METHODS. Fluorescence in situ hybridization (FISH) analysis using cosmid and BAC clones covering the DURS1 locus was performed to define the break point position and its relationship with expressed sequence tags (ESTs) in the region. Once the interrupted gene was identified, the full-length cDNA was sequenced and the genomic organization defined.
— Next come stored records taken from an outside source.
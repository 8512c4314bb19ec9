//! End-to-end tests for the active-record layer: registry resolution,
//! scoped session multiplexing, flush timing, and error translation,
//! all against the in-memory engine.

use std::sync::Arc;

use activerec::{
    ActiveRecord, ActiveRecordConfig, ActiveRecordError, ConfigurationDef, Criteria,
    EntityBinding, EntityRegistry, FlushPolicy, ListenerKind, MemoryConfiguration, MemoryStore,
    Record, RecordListener, RecordOperations, Value,
};
use async_trait::async_trait;
use serde::{Deserialize, Serialize};

#[derive(Debug, Clone, PartialEq, Serialize, Deserialize)]
struct Person {
    id: i64,
    name: String,
}

impl Record for Person {
    type Key = i64;

    fn entity_name() -> &'static str {
        "person"
    }

    fn primary_key(&self) -> Option<i64> {
        Some(self.id)
    }
}

#[derive(Debug, Clone, PartialEq, Serialize, Deserialize)]
struct Invoice {
    id: i64,
    total: i64,
}

impl Record for Invoice {
    type Key = i64;

    fn entity_name() -> &'static str {
        "invoice"
    }

    fn primary_key(&self) -> Option<i64> {
        Some(self.id)
    }
}

/// A type persisted through a mapped base entity's configuration
#[derive(Debug, Clone, PartialEq, Serialize, Deserialize)]
struct Employee {
    id: i64,
    name: String,
}

impl Record for Employee {
    type Key = i64;

    fn entity_name() -> &'static str {
        "employee"
    }

    fn ancestors() -> &'static [&'static str] {
        &["person"]
    }

    fn primary_key(&self) -> Option<i64> {
        Some(self.id)
    }
}

fn person(id: i64, name: &str) -> Person {
    Person {
        id,
        name: name.to_string(),
    }
}

/// Runtime with one "people" configuration, plus the store behind it
fn people_runtime() -> (ActiveRecord, Arc<MemoryStore>) {
    let config = MemoryConfiguration::new("people")
        .with_source("people-entities")
        .with_entity(EntityBinding::new("person"));
    let store = config.store();
    let registry = Arc::new(EntityRegistry::new());
    registry.register(Arc::new(config)).unwrap();
    (ActiveRecord::with_registry(registry), store)
}

#[tokio::test]
async fn two_configurations_two_stores_end_to_end() {
    let people = MemoryConfiguration::new("people")
        .with_source("people-entities")
        .with_entity(EntityBinding::new("person"));
    let billing = MemoryConfiguration::new("billing")
        .with_source("billing-entities")
        .with_entity(EntityBinding::new("invoice"));
    let people_store = people.store();
    let billing_store = billing.store();

    let registry = Arc::new(EntityRegistry::new());
    registry.register(Arc::new(people)).unwrap();
    registry.register(Arc::new(billing)).unwrap();
    let ar = ActiveRecord::with_registry(registry);

    let guard = ar.begin_scope_with(FlushPolicy::Leave);

    assert!(Person::find_all(&ar, Criteria::new()).await.unwrap().is_empty());
    assert!(Invoice::find_all(&ar, Criteria::new()).await.unwrap().is_empty());

    person(1, "kate").save(&ar).await.unwrap();
    Invoice { id: 10, total: 250 }.save(&ar).await.unwrap();

    let people_found = Person::find_all(&ar, Criteria::new()).await.unwrap();
    let invoices_found = Invoice::find_all(&ar, Criteria::new()).await.unwrap();
    assert_eq!(people_found.len(), 1);
    assert_eq!(invoices_found.len(), 1);

    // The two entities run over different factories, hence different
    // sessions with distinct connection identity
    let person_session = ar.session("person").await.unwrap();
    let invoice_session = ar.session("invoice").await.unwrap();
    assert!(!person_session.same_session(&invoice_session));
    assert_ne!(person_session.connection_id(), invoice_session.connection_id());

    // Nothing hit backing storage yet under the leave policy
    assert!(people_store.is_empty("person"));
    assert!(billing_store.is_empty("invoice"));

    guard.complete().await.unwrap();
    assert_eq!(people_store.len("person"), 1);
    assert_eq!(billing_store.len("invoice"), 1);
}

#[tokio::test]
async fn peek_returns_none_where_find_fails() {
    let (ar, _store) = people_runtime();

    assert!(Person::peek(&ar, 404).await.unwrap().is_none());

    let err = Person::find(&ar, 404).await.unwrap_err();
    assert!(err.is_not_found());
    assert!(err.to_string().contains("person"));
}

#[tokio::test]
async fn scope_reuses_one_session_per_factory() {
    let (ar, _store) = people_runtime();
    let guard = ar.begin_scope_with(FlushPolicy::Leave);

    let first = ar.session("person").await.unwrap();
    let second = ar.session("person").await.unwrap();
    assert!(first.same_session(&second));

    // A nested scope adopts the ancestor's session instead of opening a
    // second connection
    let inner = ar.begin_scope_with(FlushPolicy::Leave);
    let nested = ar.session("person").await.unwrap();
    assert!(nested.same_session(&first));
    assert!(inner.scope().opened_sessions().is_empty());

    inner.complete().await.unwrap();
    // The outer scope's session survived the inner disposal
    assert!(ar.session("person").await.unwrap().same_session(&first));
    guard.complete().await.unwrap();
}

#[tokio::test]
async fn leave_policy_defers_flush_to_disposal() {
    let (ar, store) = people_runtime();
    let guard = ar.begin_scope_with(FlushPolicy::Leave);

    person(1, "kate").save(&ar).await.unwrap();
    assert!(store.is_empty("person"));

    guard.complete().await.unwrap();
    assert_eq!(store.len("person"), 1);
}

#[tokio::test]
async fn auto_policy_flushes_after_each_operation() {
    let (ar, store) = people_runtime();
    let guard = ar.begin_scope_with(FlushPolicy::Auto);

    person(1, "kate").save(&ar).await.unwrap();
    assert_eq!(store.len("person"), 1);

    person(2, "anna").save(&ar).await.unwrap();
    assert_eq!(store.len("person"), 2);

    guard.complete().await.unwrap();
}

#[tokio::test]
async fn standalone_operations_flush_immediately() {
    let (ar, store) = people_runtime();

    person(1, "kate").save(&ar).await.unwrap();
    assert_eq!(store.len("person"), 1);

    let found = Person::find(&ar, 1).await.unwrap();
    assert_eq!(found.name, "kate");
}

#[tokio::test]
async fn failed_session_is_cleared_not_flushed() {
    let (ar, store) = people_runtime();
    let guard = ar.begin_scope_with(FlushPolicy::Leave);

    person(1, "kate").save(&ar).await.unwrap();
    let session = ar.session("person").await.unwrap();
    ar.fail(&session).await.unwrap();

    guard.complete().await.unwrap();
    assert!(store.is_empty("person"));
}

#[tokio::test]
async fn engine_missing_row_translates_to_not_found() {
    let (ar, _store) = people_runtime();

    // update on a record that was never persisted: the engine reports a
    // missing row, surfaced as the layer's NotFound
    let err = person(9, "ghost").update(&ar).await.unwrap_err();
    assert!(err.is_not_found());
}

#[tokio::test]
async fn arbitrary_failures_wrap_as_operation_errors() {
    let (ar, _store) = people_runtime();

    let err = ar
        .execute("person", |_session| async move {
            Err::<(), _>(anyhow::anyhow!("business rule violated"))
        })
        .await
        .unwrap_err();
    match err {
        ActiveRecordError::Operation { entity, .. } => assert_eq!(entity, "person"),
        other => panic!("expected Operation, got {other:?}"),
    }
}

#[tokio::test]
async fn find_one_rejects_ambiguous_matches() {
    let (ar, _store) = people_runtime();

    person(1, "kate").save(&ar).await.unwrap();
    person(2, "kate").save(&ar).await.unwrap();
    person(3, "anna").save(&ar).await.unwrap();

    let one = Person::find_one(&ar, Criteria::new().eq("name", "anna"))
        .await
        .unwrap();
    assert_eq!(one.unwrap().id, 3);

    let none = Person::find_one(&ar, Criteria::new().eq("name", "nobody"))
        .await
        .unwrap();
    assert!(none.is_none());

    let err = Person::find_one(&ar, Criteria::new().eq("name", "kate"))
        .await
        .unwrap_err();
    assert!(matches!(err, ActiveRecordError::AmbiguousResult { .. }));
}

#[tokio::test]
async fn queries_count_slice_and_delete() {
    let (ar, store) = people_runtime();

    for id in 1..=5 {
        person(id, if id % 2 == 0 { "even" } else { "odd" })
            .save(&ar)
            .await
            .unwrap();
    }

    let count = Person::count(&ar, Criteria::new().eq("name", "odd"))
        .await
        .unwrap();
    assert_eq!(count, 3);

    let window: Vec<Person> =
        Person::sliced_find_all(&ar, 1, 2, Criteria::new().order_by("id"))
            .await
            .unwrap();
    assert_eq!(window.iter().map(|p| p.id).collect::<Vec<_>>(), vec![2, 3]);

    let first = Person::find_first(&ar, Criteria::new().order_by_desc("id"))
        .await
        .unwrap()
        .unwrap();
    assert_eq!(first.id, 5);

    let removed = Person::delete_all(&ar, Criteria::new().eq("name", "even"))
        .await
        .unwrap();
    assert_eq!(removed, 2);
    assert_eq!(store.len("person"), 3);
}

#[tokio::test]
async fn refresh_and_replicate_round_trip() {
    let (ar, _store) = people_runtime();

    person(1, "kate").save(&ar).await.unwrap();

    // Replicate an out-of-band copy over the stored row
    person(1, "katherine").replicate(&ar).await.unwrap();

    let mut local = person(1, "stale");
    local.refresh(&ar).await.unwrap();
    assert_eq!(local.name, "katherine");
}

#[tokio::test]
async fn ancestor_lineage_resolves_through_base_entity() {
    let (ar, store) = people_runtime();

    Employee {
        id: 7,
        name: "kate".to_string(),
    }
    .save(&ar)
    .await
    .unwrap();
    assert_eq!(store.len("person"), 1);

    let found = Employee::find(&ar, 7).await.unwrap();
    assert_eq!(found.name, "kate");
}

#[tokio::test]
async fn stateless_execution_bypasses_scope_sessions() {
    let (ar, store) = people_runtime();
    let guard = ar.begin_scope_with(FlushPolicy::Leave);

    ar.execute_stateless("person", |session| async move {
        let mut fields = activerec::FieldMap::new();
        fields.insert("id".to_string(), Value::Int(1));
        fields.insert("name".to_string(), Value::from("kate"));
        session.insert("person", fields).await?;
        Ok(())
    })
    .await
    .unwrap();

    // The stateless write hit storage even though a leave-policy scope is
    // active
    assert_eq!(store.len("person"), 1);
    guard.complete().await.unwrap();
}

struct UppercaseNames;

#[async_trait]
impl RecordListener for UppercaseNames {
    async fn before_insert(
        &self,
        _entity: &str,
        fields: &mut activerec::FieldMap,
    ) -> Result<(), activerec::ListenerError> {
        if let Some(Value::Text(name)) = fields.get("name") {
            let upper = name.to_uppercase();
            fields.insert("name".to_string(), Value::Text(upper));
        }
        Ok(())
    }
}

#[tokio::test]
async fn listeners_registered_before_build_are_wired_in() {
    let (ar, _store) = people_runtime();
    ar.register_listener(ListenerKind::Insert, Arc::new(UppercaseNames), "people");

    person(1, "kate").save(&ar).await.unwrap();

    let found = Person::find(&ar, 1).await.unwrap();
    assert_eq!(found.name, "KATE");
}

#[tokio::test]
async fn declarative_config_builds_a_working_runtime() {
    let config = ActiveRecordConfig::new()
        .with_flush_policy(FlushPolicy::Leave)
        .with_configuration(
            ConfigurationDef::new("people")
                .with_source("people-entities")
                .with_entity(EntityBinding::new("person")),
        );
    let ar = ActiveRecord::new(config).unwrap();

    let guard = ar.begin_scope();
    person(1, "kate").save(&ar).await.unwrap();
    guard.complete().await.unwrap();

    assert_eq!(Person::find(&ar, 1).await.unwrap().name, "kate");
}

#[tokio::test]
async fn detached_contexts_do_not_share_scopes() {
    let (ar, store) = people_runtime();
    let background = ar.detached();

    let guard = ar.begin_scope_with(FlushPolicy::Leave);
    person(1, "kate").save(&ar).await.unwrap();

    // The detached context sees no scope, so its write flushes immediately
    person(2, "anna").save(&background).await.unwrap();
    assert_eq!(store.len("person"), 1);

    guard.complete().await.unwrap();
    assert_eq!(store.len("person"), 2);
}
Eighteen patients with sporadic DURS without cytogenetic abnormalities involving the DURS1 region were screened for point mutations in the candidate DURS1 gene.

RESULTS. A carboxypeptidase gene (CPAH) was directly interrupted between the first and second exons in a patient with DURS who carried a de novo reciprocal balanced translocation t(6;8)(q26;q13) involving the DURS1 region on chromosome arm 8q13. The gene was transcribed in at least two alternative mRNA forms, with different start and stop codons.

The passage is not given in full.